* **HOW TO COMPLETE THIS TASK**
When you return the data, keep each character exactly as it appears.
┌──
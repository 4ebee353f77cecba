use psf_engine::{decode, encode, EngineError, Glyph, PsfFont};

fn psf2_header(glyph_count: u32, char_size: u32, height: u32, width: u32) -> Vec<u8> {
    let mut bytes = vec![0x72, 0xB5, 0x4A, 0x86];
    for field in [32, 0, 0, glyph_count, char_size, height, width] {
        bytes.extend_from_slice(&u32::to_le_bytes(field));
    }
    bytes
}

#[test]
fn decode_rejects_any_non_psf2_magic() {
    let candidates: [[u8; 4]; 5] = [
        [0x36, 0x04, 0x00, 0x10], // PSF1
        [0x00, 0x00, 0x00, 0x00],
        [0x86, 0x4A, 0xB5, 0x72], // big endian magic
        [0x72, 0xB5, 0x4A, 0x87],
        [0xFF, 0xFF, 0xFF, 0xFF],
    ];
    for magic in candidates {
        let mut bytes = psf2_header(1, 1, 1, 8);
        bytes[..4].copy_from_slice(&magic);
        bytes.push(0xFF);
        let result = decode(&bytes);
        assert!(matches!(result, Err(EngineError::Format { .. })), "magic {magic:02X?}: {result:?}");
    }
}

#[test]
fn decode_rejects_empty_buffer() {
    assert!(matches!(decode(&[]), Err(EngineError::Format { len: 0, .. })));
}

#[test]
fn decode_truncated_glyph_table() {
    let mut bytes = psf2_header(256, 8, 8, 8);
    bytes.extend_from_slice(&[0u8; 255 * 8]);
    assert!(matches!(
        decode(&bytes),
        Err(EngineError::TruncatedData { expected: 2080, actual: 2072 })
    ));
}

#[test]
fn decode_ignores_trailing_data() {
    let mut bytes = psf2_header(2, 1, 1, 8);
    bytes.extend_from_slice(&[0x18, 0x24]);
    // unicode table of a flagged font
    bytes.extend_from_slice(&[0x41, 0xFF, 0x42, 0xFF]);

    let font = decode(&bytes).unwrap();
    assert_eq!(font.glyph_count(), 2);
    assert_eq!(font.glyphs[1].data, vec![0x24]);
}

#[test]
fn decode_single_ink_pixel() {
    let mut bytes = psf2_header(1, 1, 1, 8);
    bytes.push(0b1000_0000);

    let font = decode(&bytes).unwrap();
    assert_eq!((font.width, font.height), (8, 1));
    assert!(font.glyphs[0].get_pixel(8, 0, 0));
    assert!((1..8).all(|x| !font.glyphs[0].get_pixel(8, x, 0)));
}

#[test]
fn encode_writes_exact_bytes() {
    let mut font = PsfFont::create_blank(2, 5).unwrap();
    font.glyphs.truncate(2);
    font.set_pixel(1, 4, 1, true);

    let mut expected = psf2_header(2, 2, 2, 5);
    expected.extend_from_slice(&[0x00, 0x00, 0x00, 0x08]);
    assert_eq!(encode(&font).unwrap(), expected);
}

#[test]
fn encode_fails_without_glyphs() {
    let mut font = PsfFont::create_blank(8, 8).unwrap();
    font.glyphs.clear();
    assert!(matches!(encode(&font), Err(EngineError::EmptyFont)));
}

#[test]
fn load_and_save_file() {
    let dir = std::env::temp_dir().join(format!("psf_engine_test_{}", std::process::id()));
    std::fs::create_dir_all(&dir).unwrap();
    let path = dir.join("font.psf");

    let mut font = PsfFont::create_blank(14, 8).unwrap();
    font.set_pixel(1, 2, 3, true);
    font.save(&path).unwrap();

    let loaded = PsfFont::load(&path).unwrap();
    assert_eq!(loaded, font);

    std::fs::remove_dir_all(&dir).unwrap();
}

#[test]
fn load_missing_file_is_io_error() {
    let path = std::env::temp_dir().join("psf_engine_does_not_exist.psf");
    assert!(matches!(PsfFont::load(&path), Err(EngineError::Io(_))));
}

#[test]
fn encode_refuses_glyphs_of_other_sizes() {
    let mut tall = Glyph::new(8, 16);
    tall.data[15] = 0xAA;
    let mut font = PsfFont::create_blank(8, 8).unwrap();
    font.glyphs.push(tall);

    let result = encode(&font);
    assert!(
        matches!(result, Err(EngineError::GlyphLength { glyph: 256, len: 16, expected: 8 })),
        "{result:?}"
    );

    font.glyphs.pop();
    font.glyphs[0] = Glyph::from_data(vec![0; 3]);
    assert!(matches!(encode(&font), Err(EngineError::GlyphLength { glyph: 0, len: 3, .. })));
}

#[test]
fn decoded_fonts_satisfy_the_glyph_length_invariant() {
    let mut bytes = psf2_header(3, 4, 2, 12);
    bytes.extend_from_slice(&[0xF0, 0x10, 0x0F, 0x20, 0, 0, 0, 0, 1, 2, 3, 4]);
    let font = decode(&bytes).unwrap();
    font.validate().unwrap();
    assert_eq!(decode(&encode(&font).unwrap()).unwrap(), font);
}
└──
* **SOLVED EXERCISE**
repository 4ebee353f77cecba
use psf_engine::{decode, encode, EngineError, Glyph, PsfFont};

fn psf2_header(glyph_count: u32, char_size: u32, height: u32, width: u32) -> Vec<u8> {
    let mut bytes = vec![0x72, 0xB5, 0x4A, 0x86];
    for field in [32, 0, 0, glyph_count, char_size, height, width] {
        bytes.extend_from_slice(&u32::to_le_bytes(field));
    }
    bytes
}

#[test]
fn decode_rejects_any_non_psf2_magic() {
    let candidates: [[u8; 4]; 5] = [
        [0x36, 0x04, 0x00, 0x10], // PSF1
        [0x00, 0x00, 0x00, 0x00],
        [0x86, 0x4A, 0xB5, 0x72], // big endian magic
        [0x72, 0xB5, 0x4A, 0x87],
        [0xFF, 0xFF, 0xFF, 0xFF],
    ];
    for magic in candidates {
        let mut bytes = psf2_header(1, 1, 1, 8);
        bytes[..4].copy_from_slice(&magic);
        bytes.push(0xFF);
        let result = decode(&bytes);
        assert!(matches!(result, Err(EngineError::Format { .. })), "magic {magic:02X?}: {result:?}");
    }
}

#[test]
fn decode_rejects_empty_buffer() {
    assert!(matches!(decode(&[]), Err(EngineError::Format { len: 0, .. })));
}

#[test]
fn decode_truncated_glyph_table() {
    let mut bytes = psf2_header(256, 8, 8, 8);
    bytes.extend_from_slice(&[0u8; 255 * 8]);
    assert!(matches!(
        decode(&bytes),
        Err(EngineError::TruncatedData { expected: 2080, actual: 2072 })
    ));
}

#[test]
fn decode_ignores_trailing_data() {
    let mut bytes = psf2_header(2, 1, 1, 8);
    bytes.extend_from_slice(&[0x18, 0x24]);
    // unicode table of a flagged font
    bytes.extend_from_slice(&[0x41, 0xFF, 0x42, 0xFF]);

    let font = decode(&bytes).unwrap();
    assert_eq!(font.glyph_count(), 2);
    assert_eq!(font.glyphs[1].data, vec![0x24]);
}

#[test]
fn decode_single_ink_pixel() {
    let mut bytes = psf2_header(1, 1, 1, 8);
    bytes.push(0b1000_0000);

    let font = decode(&bytes).unwrap();
    assert_eq!((font.width, font.height), (8, 1));
    assert!(font.glyphs[0].get_pixel(8, 0, 0));
    assert!((1..8).all(|x| !font.glyphs[0].get_pixel(8, x, 0)));
}

#[test]
fn encode_writes_exact_bytes() {
    let mut font = PsfFont::create_blank(2, 5).unwrap();
    font.glyphs.truncate(2);
    font.set_pixel(1, 4, 1, true);

    let mut expected = psf2_header(2, 2, 2, 5);
    expected.extend_from_slice(&[0x00, 0x00, 0x00, 0x08]);
    assert_eq!(encode(&font).unwrap(), expected);
}

#[test]
fn encode_fails_without_glyphs() {
    let mut font = PsfFont::create_blank(8, 8).unwrap();
    font.glyphs.clear();
    assert!(matches!(encode(&font), Err(EngineError::EmptyFont)));
}

#[test]
fn load_and_save_file() {
    let dir = std::env::temp_dir().join(format!("psf_engine_test_{}", std::process::id()));
    std::fs::create_dir_all(&dir).unwrap();
    let path = dir.join("font.psf");

    let mut font = PsfFont::create_blank(14, 8).unwrap();
    font.set_pixel(1, 2, 3, true);
    font.save(&path).unwrap();

    let loaded = PsfFont::load(&path).unwrap();
    assert_eq!(loaded, font);

    std::fs::remove_dir_all(&dir).unwrap();
}

#[test]
fn load_missing_file_is_io_error() {
    let path = std::env::temp_dir().join("psf_engine_does_not_exist.psf");
    assert!(matches!(PsfFont::load(&path), Err(EngineError::Io(_))));
}

#[test]
fn encode_refuses_glyphs_of_other_sizes() {
    let mut tall = Glyph::new(8, 16);
    tall.data[15] = 0xAA;
    let mut font = PsfFont::create_blank(8, 8).unwrap();
    font.glyphs.push(tall);

    let result = encode(&font);
    assert!(
        matches!(result, Err(EngineError::GlyphLength { glyph: 256, len: 16, expected: 8 })),
        "{result:?}"
    );

    font.glyphs.pop();
    font.glyphs[0] = Glyph::from_data(vec![0; 3]);
    assert!(matches!(encode(&font), Err(EngineError::GlyphLength { glyph: 0, len: 3, .. })));
}

#[test]
fn decoded_fonts_satisfy_the_glyph_length_invariant() {
    let mut bytes = psf2_header(3, 4, 2, 12);
    bytes.extend_from_slice(&[0xF0, 0x10, 0x0F, 0x20, 0, 0, 0, 0, 1, 2, 3, 4]);
    let font = decode(&bytes).unwrap();
    font.validate().unwrap();
    assert_eq!(decode(&encode(&font).unwrap()).unwrap(), font);
}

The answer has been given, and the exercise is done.